Figure 5 Human hair phantom reconstructed images of hair (~100µm diameter) positioned at 0, 400µm, 800µm and 1100µm depths

(± 50µm) in µa ~ 0.1mm-1 µs’ ~1mm-1 liquid. ∆µa = 0.075mm-1 isosurfaces shown in x-z view. (from Hillman et al, Opt Lett, 2004).

3.2. In-vivo results

Following validation via phantom imaging, LOT was applied to imaging the hemodynamic response to functional activation in rat somatosensory cortex. Animals were prepared by performing a tracheotomy and placing arterial and venous femoral catheters under isoflurane anesthesia. The scalp was then retracted and the skull thinned to translucency and then covered with a little mineral oil. Electrical stimuli were delivered to the rat’s forepaw providing a stimulus that induces a localized hemodynamic response in the somatosensory cortex. During data collection, the animals were ventilated and received intra-venous alpha-chloralose.

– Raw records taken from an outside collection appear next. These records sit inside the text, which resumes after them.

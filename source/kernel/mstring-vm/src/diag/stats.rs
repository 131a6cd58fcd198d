// Copyright 2024 Open Nexus OS Contributors
// SPDX-License-Identifier: Apache-2.0

//! Global fault and page-table counters.

use core::sync::atomic::{AtomicU64, Ordering};

static STATS: VmStats = VmStats::new();

/// Monotonic counters, updated with relaxed ordering.
pub struct VmStats {
    /// Faults dispatched to a memory object.
    pub faults: AtomicU64,
    /// Zero-filled anonymous pages installed.
    pub zero_fills: AtomicU64,
    /// Protection faults resolved by granting write on a private page.
    pub write_grants: AtomicU64,
    /// Copy-on-write duplications.
    pub cow_copies: AtomicU64,
    /// Pages installed from a proxy backend.
    pub proxy_faults: AtomicU64,
    /// Backend replies rejected as protocol faults.
    pub protocol_faults: AtomicU64,
    /// Faults found already resolved by another thread.
    pub races: AtomicU64,
    /// Faults that returned an error.
    pub failures: AtomicU64,
    /// Single-entry TLB invalidations issued.
    pub tlb_flushes: AtomicU64,
}

impl VmStats {
    pub const fn new() -> Self {
        Self {
            faults: AtomicU64::new(0),
            zero_fills: AtomicU64::new(0),
            write_grants: AtomicU64::new(0),
            cow_copies: AtomicU64::new(0),
            proxy_faults: AtomicU64::new(0),
            protocol_faults: AtomicU64::new(0),
            races: AtomicU64::new(0),
            failures: AtomicU64::new(0),
            tlb_flushes: AtomicU64::new(0),
        }
    }
}

impl Default for VmStats {
    fn default() -> Self {
        Self::new()
    }
}

/// Global counters.
pub fn stats() -> &'static VmStats {
    &STATS
}

#[inline]
pub(crate) fn bump(counter: &AtomicU64) {
    counter.fetch_add(1, Ordering::Relaxed);
}
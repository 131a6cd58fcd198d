// Copyright 2024 Open Nexus OS Contributors
// SPDX-License-Identifier: Apache-2.0

//! CONTEXT: x86_64 page directory entry encoding and page attribute translation
//! OWNERS: @kernel-mm-team
//! PUBLIC API: Pde, PdeFlags, PageAttrs
//! INVARIANTS: 8-byte entries; frame index is 40 bits split in two 20-bit fields

use core::fmt;

use bitflags::bitflags;
use static_assertions::const_assert_eq;

use crate::types::PageIndex;

bitflags! {
    #[derive(Clone, Copy, Debug, PartialEq, Eq)]
    /// Hardware flag bits of a PDE.
    pub struct PdeFlags: u64 {
        const PRESENT = 1 << 0;
        const WRITABLE = 1 << 1;
        const USER = 1 << 2;
        const WRITE_THROUGH = 1 << 3;
        const CACHE_DISABLE = 1 << 4;
        const ACCESSED = 1 << 5;
        const DIRTY = 1 << 6;
        const NO_EXECUTE = 1 << 63;
    }
}

bitflags! {
    #[derive(Clone, Copy, Debug, PartialEq, Eq, Hash)]
    /// Architecture-neutral protection and caching attributes of a mapping.
    pub struct PageAttrs: u32 {
        const READ = 1 << 0;
        const WRITE = 1 << 1;
        const EXEC = 1 << 2;
        const USER = 1 << 3;
        const NOCACHE = 1 << 4;
        const WRITETHROUGH = 1 << 5;
    }
}

const PFN_LO_SHIFT: u32 = 12;
const PFN_HI_SHIFT: u32 = 32;
const PFN_FIELD_BITS: u32 = 20;
const PFN_FIELD_MASK: u64 = (1 << PFN_FIELD_BITS) - 1;

/// Flags of non-leaf entries; leaves narrow the effective rights.
const DIRECTORY_FLAGS: PdeFlags =
    PdeFlags::PRESENT.union(PdeFlags::WRITABLE).union(PdeFlags::USER);

const ATTR_COMBINATIONS: usize = 1 << 6;

const fn leaf_flags(attrs: u32) -> PdeFlags {
    let mut flags = PdeFlags::PRESENT;
    if attrs & PageAttrs::WRITE.bits() != 0 {
        flags = flags.union(PdeFlags::WRITABLE);
    }
    if attrs & PageAttrs::USER.bits() != 0 {
        flags = flags.union(PdeFlags::USER);
    }
    if attrs & PageAttrs::NOCACHE.bits() != 0 {
        flags = flags.union(PdeFlags::CACHE_DISABLE);
    }
    if attrs & PageAttrs::WRITETHROUGH.bits() != 0 {
        flags = flags.union(PdeFlags::WRITE_THROUGH);
    }
    if attrs & PageAttrs::EXEC.bits() == 0 {
        flags = flags.union(PdeFlags::NO_EXECUTE);
    }
    flags
}

const fn build_leaf_table() -> [PdeFlags; ATTR_COMBINATIONS] {
    let mut table = [PdeFlags::empty(); ATTR_COMBINATIONS];
    let mut index = 0;
    while index < ATTR_COMBINATIONS {
        table[index] = leaf_flags(index as u32);
        index += 1;
    }
    table
}

/// Leaf PDE flags indexed by `PageAttrs` bits.
static LEAF_FLAGS: [PdeFlags; ATTR_COMBINATIONS] = build_leaf_table();

/// One 8-byte entry of any of the four paging levels.
#[derive(Clone, Copy, PartialEq, Eq, Default)]
#[repr(transparent)]
pub struct Pde(u64);

const_assert_eq!(core::mem::size_of::<Pde>(), 8);

impl Pde {
    /// Non-present entry.
    pub const EMPTY: Self = Self(0);

    #[inline]
    pub const fn from_raw(raw: u64) -> Self {
        Self(raw)
    }

    #[inline]
    pub const fn raw(self) -> u64 {
        self.0
    }

    /// Leaf entry mapping `frame` with `attrs`.
    #[inline]
    pub fn leaf(frame: PageIndex, attrs: PageAttrs) -> Self {
        Self::with_frame(frame, LEAF_FLAGS[(attrs & PageAttrs::all()).bits() as usize])
    }

    /// Non-leaf entry pointing at the directory stored in `frame`.
    #[inline]
    pub fn directory(frame: PageIndex) -> Self {
        Self::with_frame(frame, DIRECTORY_FLAGS)
    }

    fn with_frame(frame: PageIndex, flags: PdeFlags) -> Self {
        debug_assert!(frame.as_raw() <= PageIndex::MAX);
        let pfn = frame.as_raw();
        let lo = pfn & PFN_FIELD_MASK;
        let hi = (pfn >> PFN_FIELD_BITS) & PFN_FIELD_MASK;
        Self(flags.bits() | (lo << PFN_LO_SHIFT) | (hi << PFN_HI_SHIFT))
    }

    #[inline]
    pub const fn is_present(self) -> bool {
        self.0 & PdeFlags::PRESENT.bits() != 0
    }

    #[inline]
    pub const fn is_writable(self) -> bool {
        self.0 & PdeFlags::WRITABLE.bits() != 0
    }

    #[inline]
    pub const fn flags(self) -> PdeFlags {
        PdeFlags::from_bits_truncate(self.0)
    }

    /// Frame index stored in the entry.
    #[inline]
    pub const fn frame(self) -> PageIndex {
        let lo = (self.0 >> PFN_LO_SHIFT) & PFN_FIELD_MASK;
        let hi = (self.0 >> PFN_HI_SHIFT) & PFN_FIELD_MASK;
        PageIndex::from_raw(lo | (hi << PFN_FIELD_BITS))
    }
}

impl fmt::Debug for Pde {
    fn fmt(&self, f: &mut fmt::Formatter<'_>) -> fmt::Result {
        if self.is_present() {
            write!(f, "Pde({} {:?})", self.frame(), self.flags())
        } else {
            f.write_str("Pde(empty)")
        }
    }
}
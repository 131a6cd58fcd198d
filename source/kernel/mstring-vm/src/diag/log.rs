// Copyright 2024 Open Nexus OS Contributors
// SPDX-License-Identifier: Apache-2.0

//! CONTEXT: Kernel backend for the `log` facade with severity gating
//! OWNERS: @kernel-team
//! STATUS: Functional
//! API_STABILITY: Unstable
//! TEST_COVERAGE: Line formatting unit-tested (host)
//! PUBLIC API: init(console, level), Console, default_level()
//! DEPENDS_ON: log, spin::Once
//! INVARIANTS: Debug/Trace only in debug builds by default; single-line emission

use core::fmt::{self, Arguments, Write};
use core::sync::atomic::{AtomicBool, Ordering};

use log::{LevelFilter, Log, Metadata, Record, SetLoggerError};

/// Console sink receiving one formatted log line at a time.
pub type Console = fn(Arguments<'_>);

struct KernelLogger {
    console: spin::Once<Console>,
}

static LOGGER: KernelLogger = KernelLogger { console: spin::Once::new() };
static INSTALLED: AtomicBool = AtomicBool::new(false);

impl Log for KernelLogger {
    fn enabled(&self, metadata: &Metadata<'_>) -> bool {
        metadata.level() <= log::max_level()
    }

    fn log(&self, record: &Record<'_>) {
        if !self.enabled(record.metadata()) {
            return;
        }
        if let Some(console) = self.console.get() {
            console(format_args!("{}", Line(record)));
        }
    }

    fn flush(&self) {}
}

/// `[LEVEL target] message`
struct Line<'a, 'r>(&'a Record<'r>);

impl fmt::Display for Line<'_, '_> {
    fn fmt(&self, f: &mut fmt::Formatter<'_>) -> fmt::Result {
        write!(f, "[{} {}] ", self.0.level(), self.0.target())?;
        f.write_fmt(*self.0.args())?;
        f.write_char('\n')
    }
}

/// Level used when the configuration does not override it.
pub const fn default_level() -> LevelFilter {
    if cfg!(debug_assertions) {
        LevelFilter::Debug
    } else {
        LevelFilter::Info
    }
}

/// Installs the kernel logger writing to `console`.
///
/// The first console wins; later calls only adjust the level.
pub fn init(console: Console, level: LevelFilter) -> Result<(), SetLoggerError> {
    LOGGER.console.call_once(|| console);
    log::set_max_level(level);
    if INSTALLED.load(Ordering::Acquire) {
        return Ok(());
    }
    log::set_logger(&LOGGER)?;
    INSTALLED.store(true, Ordering::Release);
    Ok(())
}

Their arterial blood pressure and state of anesthesia were monitored throughout. All animal procedures were reviewed and approved by the Subcommittee on Research Animal Care at Massachusetts General Hospital, where these experiments were performed.

Figure 6 The LOT system illustrating the data collection geometry for rat imaging experiments. Note the 150mm working distance

between the objective lens and the brain.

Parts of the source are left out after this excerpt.